— DATA UNDER STUDY —
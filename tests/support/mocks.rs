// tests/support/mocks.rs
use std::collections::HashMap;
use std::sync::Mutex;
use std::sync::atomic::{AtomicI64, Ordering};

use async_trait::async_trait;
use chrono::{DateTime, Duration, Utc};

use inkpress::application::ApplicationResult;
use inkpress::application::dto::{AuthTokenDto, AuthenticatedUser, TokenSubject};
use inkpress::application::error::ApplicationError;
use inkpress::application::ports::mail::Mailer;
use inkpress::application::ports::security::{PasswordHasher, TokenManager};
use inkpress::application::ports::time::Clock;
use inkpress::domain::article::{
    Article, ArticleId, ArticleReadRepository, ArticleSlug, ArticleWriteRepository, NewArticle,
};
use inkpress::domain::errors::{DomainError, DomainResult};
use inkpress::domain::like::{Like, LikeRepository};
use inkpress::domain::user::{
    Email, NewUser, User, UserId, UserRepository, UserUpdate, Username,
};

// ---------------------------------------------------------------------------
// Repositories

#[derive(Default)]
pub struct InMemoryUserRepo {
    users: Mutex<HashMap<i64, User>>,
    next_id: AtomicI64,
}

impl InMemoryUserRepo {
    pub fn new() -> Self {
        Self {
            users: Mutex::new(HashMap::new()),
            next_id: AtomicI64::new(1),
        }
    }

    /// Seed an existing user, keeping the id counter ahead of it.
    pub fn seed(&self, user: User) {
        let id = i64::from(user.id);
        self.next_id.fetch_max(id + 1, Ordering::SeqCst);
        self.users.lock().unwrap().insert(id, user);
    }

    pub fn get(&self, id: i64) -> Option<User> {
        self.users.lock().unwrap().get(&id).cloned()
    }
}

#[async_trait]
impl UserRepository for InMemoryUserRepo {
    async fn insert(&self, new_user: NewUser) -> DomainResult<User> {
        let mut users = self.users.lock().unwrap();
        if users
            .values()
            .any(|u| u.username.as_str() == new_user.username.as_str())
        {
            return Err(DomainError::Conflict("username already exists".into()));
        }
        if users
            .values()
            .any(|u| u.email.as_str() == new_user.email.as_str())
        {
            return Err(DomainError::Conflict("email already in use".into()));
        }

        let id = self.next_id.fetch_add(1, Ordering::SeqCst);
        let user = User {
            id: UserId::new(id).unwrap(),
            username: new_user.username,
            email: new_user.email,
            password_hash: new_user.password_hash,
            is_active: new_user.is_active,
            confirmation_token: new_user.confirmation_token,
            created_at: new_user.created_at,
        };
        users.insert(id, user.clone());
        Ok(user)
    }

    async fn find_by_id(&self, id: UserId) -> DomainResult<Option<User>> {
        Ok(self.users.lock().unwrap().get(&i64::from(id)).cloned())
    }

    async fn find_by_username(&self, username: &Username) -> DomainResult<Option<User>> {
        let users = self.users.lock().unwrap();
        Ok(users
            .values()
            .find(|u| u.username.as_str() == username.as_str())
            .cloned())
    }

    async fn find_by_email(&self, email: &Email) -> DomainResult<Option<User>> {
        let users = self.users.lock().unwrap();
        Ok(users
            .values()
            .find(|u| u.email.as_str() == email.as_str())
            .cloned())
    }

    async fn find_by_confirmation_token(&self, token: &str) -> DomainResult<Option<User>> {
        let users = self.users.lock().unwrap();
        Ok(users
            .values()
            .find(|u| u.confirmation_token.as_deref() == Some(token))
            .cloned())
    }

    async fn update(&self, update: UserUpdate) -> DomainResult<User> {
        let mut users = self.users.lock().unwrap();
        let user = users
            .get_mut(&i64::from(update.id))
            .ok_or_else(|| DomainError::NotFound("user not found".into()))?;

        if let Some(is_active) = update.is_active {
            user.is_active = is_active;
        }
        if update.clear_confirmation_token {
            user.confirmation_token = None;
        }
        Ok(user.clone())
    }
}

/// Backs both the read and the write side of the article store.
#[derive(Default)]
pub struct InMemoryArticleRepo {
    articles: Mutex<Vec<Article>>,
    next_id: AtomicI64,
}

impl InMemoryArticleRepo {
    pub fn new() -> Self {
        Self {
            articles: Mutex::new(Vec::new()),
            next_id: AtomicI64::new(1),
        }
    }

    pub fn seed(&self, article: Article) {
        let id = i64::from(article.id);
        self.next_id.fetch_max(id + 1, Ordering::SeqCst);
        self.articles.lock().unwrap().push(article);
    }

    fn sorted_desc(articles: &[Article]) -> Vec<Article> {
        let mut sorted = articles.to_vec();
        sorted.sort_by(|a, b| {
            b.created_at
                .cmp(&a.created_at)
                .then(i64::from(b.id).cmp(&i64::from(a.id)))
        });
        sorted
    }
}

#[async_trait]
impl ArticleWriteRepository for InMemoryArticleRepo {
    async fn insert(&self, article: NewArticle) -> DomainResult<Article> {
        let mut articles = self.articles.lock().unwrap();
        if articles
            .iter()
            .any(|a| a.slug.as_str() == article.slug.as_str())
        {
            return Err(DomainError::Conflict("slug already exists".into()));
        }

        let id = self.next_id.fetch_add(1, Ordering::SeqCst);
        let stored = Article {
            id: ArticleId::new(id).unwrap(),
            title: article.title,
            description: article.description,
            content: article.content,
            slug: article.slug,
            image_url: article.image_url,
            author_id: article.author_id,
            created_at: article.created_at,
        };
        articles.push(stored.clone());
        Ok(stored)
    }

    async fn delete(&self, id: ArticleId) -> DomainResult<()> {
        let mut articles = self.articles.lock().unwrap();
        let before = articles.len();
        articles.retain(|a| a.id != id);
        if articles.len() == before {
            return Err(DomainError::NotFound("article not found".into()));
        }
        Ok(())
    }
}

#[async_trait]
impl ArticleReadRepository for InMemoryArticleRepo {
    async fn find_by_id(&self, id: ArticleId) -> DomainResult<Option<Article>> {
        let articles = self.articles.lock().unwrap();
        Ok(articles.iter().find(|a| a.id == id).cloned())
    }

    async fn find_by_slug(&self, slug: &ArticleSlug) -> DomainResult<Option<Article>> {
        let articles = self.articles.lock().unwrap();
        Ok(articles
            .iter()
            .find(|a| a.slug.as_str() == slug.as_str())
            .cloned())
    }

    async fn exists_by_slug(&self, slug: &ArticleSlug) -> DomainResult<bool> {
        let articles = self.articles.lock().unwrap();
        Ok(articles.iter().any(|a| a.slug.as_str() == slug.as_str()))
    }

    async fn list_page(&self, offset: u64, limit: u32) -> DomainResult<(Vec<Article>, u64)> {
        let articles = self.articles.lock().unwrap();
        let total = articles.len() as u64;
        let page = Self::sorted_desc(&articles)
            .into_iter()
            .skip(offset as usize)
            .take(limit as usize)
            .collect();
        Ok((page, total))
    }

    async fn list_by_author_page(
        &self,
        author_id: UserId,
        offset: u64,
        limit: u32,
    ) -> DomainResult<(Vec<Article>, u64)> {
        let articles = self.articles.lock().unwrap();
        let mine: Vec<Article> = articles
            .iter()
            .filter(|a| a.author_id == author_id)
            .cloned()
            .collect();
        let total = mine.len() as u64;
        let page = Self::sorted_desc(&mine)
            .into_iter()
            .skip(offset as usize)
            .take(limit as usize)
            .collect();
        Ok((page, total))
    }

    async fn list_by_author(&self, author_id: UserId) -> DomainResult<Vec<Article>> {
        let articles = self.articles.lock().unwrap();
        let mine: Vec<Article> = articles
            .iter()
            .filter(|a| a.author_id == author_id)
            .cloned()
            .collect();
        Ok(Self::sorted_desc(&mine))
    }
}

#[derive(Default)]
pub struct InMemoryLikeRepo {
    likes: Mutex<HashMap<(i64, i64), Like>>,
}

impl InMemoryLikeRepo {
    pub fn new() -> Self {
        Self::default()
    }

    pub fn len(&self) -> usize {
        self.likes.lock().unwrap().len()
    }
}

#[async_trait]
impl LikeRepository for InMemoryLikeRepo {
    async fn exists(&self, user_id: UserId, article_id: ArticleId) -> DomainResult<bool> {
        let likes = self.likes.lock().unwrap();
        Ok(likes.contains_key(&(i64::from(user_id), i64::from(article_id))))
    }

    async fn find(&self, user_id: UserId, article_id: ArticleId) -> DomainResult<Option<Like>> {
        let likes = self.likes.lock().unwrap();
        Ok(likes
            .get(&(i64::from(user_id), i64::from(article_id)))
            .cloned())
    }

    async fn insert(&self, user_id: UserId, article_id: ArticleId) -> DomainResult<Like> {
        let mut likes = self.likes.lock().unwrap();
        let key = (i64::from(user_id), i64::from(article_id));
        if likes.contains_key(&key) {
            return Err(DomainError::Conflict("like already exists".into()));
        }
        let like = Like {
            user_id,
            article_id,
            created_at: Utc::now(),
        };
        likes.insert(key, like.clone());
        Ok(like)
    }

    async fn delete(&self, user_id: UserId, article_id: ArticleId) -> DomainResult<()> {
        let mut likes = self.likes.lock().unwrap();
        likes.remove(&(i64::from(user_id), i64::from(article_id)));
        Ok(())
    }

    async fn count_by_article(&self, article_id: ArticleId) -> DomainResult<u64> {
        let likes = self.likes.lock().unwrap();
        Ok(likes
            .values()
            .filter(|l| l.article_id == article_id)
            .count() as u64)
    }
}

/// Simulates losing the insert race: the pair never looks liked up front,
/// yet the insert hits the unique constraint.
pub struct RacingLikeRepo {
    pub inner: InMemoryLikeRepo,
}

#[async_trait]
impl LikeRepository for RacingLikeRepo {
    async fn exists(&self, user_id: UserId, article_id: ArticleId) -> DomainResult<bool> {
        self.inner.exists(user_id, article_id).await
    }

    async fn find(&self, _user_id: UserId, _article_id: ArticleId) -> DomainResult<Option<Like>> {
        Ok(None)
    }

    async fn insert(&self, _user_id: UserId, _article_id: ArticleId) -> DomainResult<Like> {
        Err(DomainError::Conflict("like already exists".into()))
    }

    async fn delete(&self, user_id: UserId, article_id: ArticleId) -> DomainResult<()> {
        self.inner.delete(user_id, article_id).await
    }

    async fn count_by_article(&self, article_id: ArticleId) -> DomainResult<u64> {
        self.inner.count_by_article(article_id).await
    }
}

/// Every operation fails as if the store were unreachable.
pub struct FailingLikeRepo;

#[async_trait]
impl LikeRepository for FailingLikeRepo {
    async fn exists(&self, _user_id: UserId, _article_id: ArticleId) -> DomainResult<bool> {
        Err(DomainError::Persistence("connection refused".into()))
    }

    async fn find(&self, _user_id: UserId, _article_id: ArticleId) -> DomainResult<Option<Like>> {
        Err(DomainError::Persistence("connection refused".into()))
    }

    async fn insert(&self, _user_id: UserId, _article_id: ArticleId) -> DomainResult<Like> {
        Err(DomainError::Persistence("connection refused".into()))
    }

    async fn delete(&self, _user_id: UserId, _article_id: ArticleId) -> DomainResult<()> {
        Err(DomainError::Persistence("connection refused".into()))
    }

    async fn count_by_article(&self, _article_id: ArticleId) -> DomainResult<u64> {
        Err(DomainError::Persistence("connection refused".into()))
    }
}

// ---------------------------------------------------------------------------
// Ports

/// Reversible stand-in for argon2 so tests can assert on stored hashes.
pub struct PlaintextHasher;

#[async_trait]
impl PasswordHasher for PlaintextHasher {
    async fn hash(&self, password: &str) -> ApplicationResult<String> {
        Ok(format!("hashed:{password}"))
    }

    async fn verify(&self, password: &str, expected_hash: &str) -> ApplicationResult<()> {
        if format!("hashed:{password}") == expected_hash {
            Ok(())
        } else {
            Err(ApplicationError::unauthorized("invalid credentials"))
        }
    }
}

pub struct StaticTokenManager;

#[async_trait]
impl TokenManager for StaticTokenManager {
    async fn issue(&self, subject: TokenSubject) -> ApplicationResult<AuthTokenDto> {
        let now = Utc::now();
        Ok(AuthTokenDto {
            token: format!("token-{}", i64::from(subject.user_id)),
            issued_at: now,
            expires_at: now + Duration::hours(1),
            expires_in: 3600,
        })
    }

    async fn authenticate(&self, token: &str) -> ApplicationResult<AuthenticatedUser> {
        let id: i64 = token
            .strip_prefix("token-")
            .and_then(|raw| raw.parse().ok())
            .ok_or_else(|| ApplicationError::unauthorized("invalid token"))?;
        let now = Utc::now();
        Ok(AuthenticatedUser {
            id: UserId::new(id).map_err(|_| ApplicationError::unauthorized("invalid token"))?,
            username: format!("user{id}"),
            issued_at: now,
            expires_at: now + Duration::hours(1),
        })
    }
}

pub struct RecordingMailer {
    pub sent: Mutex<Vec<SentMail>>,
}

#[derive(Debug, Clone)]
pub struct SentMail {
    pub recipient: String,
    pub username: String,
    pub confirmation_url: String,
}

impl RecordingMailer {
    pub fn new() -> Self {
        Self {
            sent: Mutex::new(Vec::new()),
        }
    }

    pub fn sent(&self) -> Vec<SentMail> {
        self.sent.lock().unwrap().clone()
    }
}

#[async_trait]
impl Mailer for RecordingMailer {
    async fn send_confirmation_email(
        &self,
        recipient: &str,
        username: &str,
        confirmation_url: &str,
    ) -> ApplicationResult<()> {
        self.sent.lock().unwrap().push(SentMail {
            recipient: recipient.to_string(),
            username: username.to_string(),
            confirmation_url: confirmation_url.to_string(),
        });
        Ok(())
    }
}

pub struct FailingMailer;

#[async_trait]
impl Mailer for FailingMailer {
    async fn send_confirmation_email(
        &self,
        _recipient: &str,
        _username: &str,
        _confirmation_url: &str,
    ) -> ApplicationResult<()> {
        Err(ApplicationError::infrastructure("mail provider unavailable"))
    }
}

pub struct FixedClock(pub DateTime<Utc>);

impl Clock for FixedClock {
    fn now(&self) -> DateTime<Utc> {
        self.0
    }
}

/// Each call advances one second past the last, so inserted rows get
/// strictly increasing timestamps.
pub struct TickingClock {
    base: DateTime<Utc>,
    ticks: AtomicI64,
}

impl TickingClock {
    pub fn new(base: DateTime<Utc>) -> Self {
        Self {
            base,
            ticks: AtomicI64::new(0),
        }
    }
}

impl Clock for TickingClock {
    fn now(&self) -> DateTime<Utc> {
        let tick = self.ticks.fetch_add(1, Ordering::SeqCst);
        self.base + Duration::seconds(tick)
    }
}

==

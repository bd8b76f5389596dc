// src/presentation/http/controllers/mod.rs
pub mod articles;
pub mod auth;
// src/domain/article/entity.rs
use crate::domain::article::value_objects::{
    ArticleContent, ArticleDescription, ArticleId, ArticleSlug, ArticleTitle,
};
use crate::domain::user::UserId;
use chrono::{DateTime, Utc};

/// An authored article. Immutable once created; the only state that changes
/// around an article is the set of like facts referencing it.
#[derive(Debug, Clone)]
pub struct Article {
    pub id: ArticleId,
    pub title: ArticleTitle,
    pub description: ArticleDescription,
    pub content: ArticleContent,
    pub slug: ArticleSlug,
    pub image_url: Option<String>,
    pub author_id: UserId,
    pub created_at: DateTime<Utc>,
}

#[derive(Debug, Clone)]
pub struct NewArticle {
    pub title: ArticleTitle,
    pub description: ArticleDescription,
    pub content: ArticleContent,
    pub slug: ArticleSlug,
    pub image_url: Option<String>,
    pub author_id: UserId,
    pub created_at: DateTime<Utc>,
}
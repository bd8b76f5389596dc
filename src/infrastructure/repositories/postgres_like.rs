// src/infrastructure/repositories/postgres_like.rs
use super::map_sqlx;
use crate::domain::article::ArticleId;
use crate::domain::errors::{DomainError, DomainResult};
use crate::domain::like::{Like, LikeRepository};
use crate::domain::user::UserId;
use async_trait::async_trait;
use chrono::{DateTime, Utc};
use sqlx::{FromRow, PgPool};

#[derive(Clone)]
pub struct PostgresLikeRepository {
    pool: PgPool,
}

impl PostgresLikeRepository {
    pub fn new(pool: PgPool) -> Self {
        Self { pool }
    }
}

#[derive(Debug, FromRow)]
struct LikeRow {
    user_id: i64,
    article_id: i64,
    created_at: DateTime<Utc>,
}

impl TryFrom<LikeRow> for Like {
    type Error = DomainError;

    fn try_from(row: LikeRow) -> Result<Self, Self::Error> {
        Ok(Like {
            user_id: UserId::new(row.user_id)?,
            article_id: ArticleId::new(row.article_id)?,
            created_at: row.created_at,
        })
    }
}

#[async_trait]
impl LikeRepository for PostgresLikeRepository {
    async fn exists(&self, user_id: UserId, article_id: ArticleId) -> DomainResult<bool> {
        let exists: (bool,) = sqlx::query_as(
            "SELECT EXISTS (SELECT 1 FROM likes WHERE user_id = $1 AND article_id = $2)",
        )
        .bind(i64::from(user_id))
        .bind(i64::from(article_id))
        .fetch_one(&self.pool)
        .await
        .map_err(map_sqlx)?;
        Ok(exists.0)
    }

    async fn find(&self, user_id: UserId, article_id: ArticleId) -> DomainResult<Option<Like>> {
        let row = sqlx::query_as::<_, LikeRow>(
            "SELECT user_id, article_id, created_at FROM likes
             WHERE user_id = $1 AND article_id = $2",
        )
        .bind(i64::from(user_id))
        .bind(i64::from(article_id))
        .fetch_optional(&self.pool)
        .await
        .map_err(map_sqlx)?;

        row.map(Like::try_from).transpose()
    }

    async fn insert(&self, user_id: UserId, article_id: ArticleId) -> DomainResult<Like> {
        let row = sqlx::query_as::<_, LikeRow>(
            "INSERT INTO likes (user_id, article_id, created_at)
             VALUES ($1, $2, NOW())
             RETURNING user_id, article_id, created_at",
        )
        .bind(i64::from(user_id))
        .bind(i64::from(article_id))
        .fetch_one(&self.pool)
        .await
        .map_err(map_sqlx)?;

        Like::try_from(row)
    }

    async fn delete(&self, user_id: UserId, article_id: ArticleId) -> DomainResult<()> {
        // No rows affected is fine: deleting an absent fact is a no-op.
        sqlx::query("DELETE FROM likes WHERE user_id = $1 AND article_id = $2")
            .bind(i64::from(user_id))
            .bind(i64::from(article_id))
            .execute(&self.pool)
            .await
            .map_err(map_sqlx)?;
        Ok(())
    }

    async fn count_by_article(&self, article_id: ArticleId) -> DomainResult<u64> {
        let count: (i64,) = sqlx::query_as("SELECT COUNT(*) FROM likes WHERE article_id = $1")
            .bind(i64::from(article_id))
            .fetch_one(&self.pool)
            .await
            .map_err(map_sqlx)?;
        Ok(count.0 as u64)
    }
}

...

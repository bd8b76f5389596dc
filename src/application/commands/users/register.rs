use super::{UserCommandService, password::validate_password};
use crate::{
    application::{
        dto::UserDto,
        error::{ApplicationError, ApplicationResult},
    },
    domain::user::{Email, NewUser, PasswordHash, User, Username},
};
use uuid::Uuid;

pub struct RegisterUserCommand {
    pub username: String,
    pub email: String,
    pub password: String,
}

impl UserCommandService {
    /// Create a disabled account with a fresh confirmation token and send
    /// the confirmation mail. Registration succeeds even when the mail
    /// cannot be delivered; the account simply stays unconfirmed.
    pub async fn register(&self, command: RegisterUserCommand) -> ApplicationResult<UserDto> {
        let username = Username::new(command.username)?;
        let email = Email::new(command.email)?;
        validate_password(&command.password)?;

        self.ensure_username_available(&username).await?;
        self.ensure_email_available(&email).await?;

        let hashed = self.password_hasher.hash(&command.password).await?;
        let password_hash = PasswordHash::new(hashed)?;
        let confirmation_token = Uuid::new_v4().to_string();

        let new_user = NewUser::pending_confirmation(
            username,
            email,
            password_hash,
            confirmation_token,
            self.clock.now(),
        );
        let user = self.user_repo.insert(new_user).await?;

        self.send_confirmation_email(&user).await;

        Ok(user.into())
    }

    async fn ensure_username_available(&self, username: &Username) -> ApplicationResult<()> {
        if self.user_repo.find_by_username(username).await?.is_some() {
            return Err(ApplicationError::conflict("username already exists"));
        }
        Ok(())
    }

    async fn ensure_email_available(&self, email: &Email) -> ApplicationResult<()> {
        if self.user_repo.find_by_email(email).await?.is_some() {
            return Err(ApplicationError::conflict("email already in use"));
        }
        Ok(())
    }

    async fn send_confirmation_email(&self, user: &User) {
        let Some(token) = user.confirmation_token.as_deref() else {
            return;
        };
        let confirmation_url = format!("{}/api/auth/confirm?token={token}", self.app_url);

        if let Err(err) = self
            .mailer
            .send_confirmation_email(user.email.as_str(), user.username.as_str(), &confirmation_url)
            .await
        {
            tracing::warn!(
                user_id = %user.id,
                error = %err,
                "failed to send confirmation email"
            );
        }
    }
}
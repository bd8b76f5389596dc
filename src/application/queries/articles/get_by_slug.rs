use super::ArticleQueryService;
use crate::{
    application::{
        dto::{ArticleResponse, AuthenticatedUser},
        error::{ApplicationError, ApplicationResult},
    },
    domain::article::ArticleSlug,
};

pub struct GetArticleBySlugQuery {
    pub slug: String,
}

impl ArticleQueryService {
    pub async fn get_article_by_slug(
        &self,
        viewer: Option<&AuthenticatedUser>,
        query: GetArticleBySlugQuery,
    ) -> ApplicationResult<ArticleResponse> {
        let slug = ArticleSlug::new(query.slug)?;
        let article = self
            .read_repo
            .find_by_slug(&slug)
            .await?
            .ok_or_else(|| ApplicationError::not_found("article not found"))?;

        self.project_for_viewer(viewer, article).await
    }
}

— EXERCISE PROMPT —
Number of lines holding the word "before" in the material: give this value and nothing more.

— ANSWER TO THIS PROBLEM —
2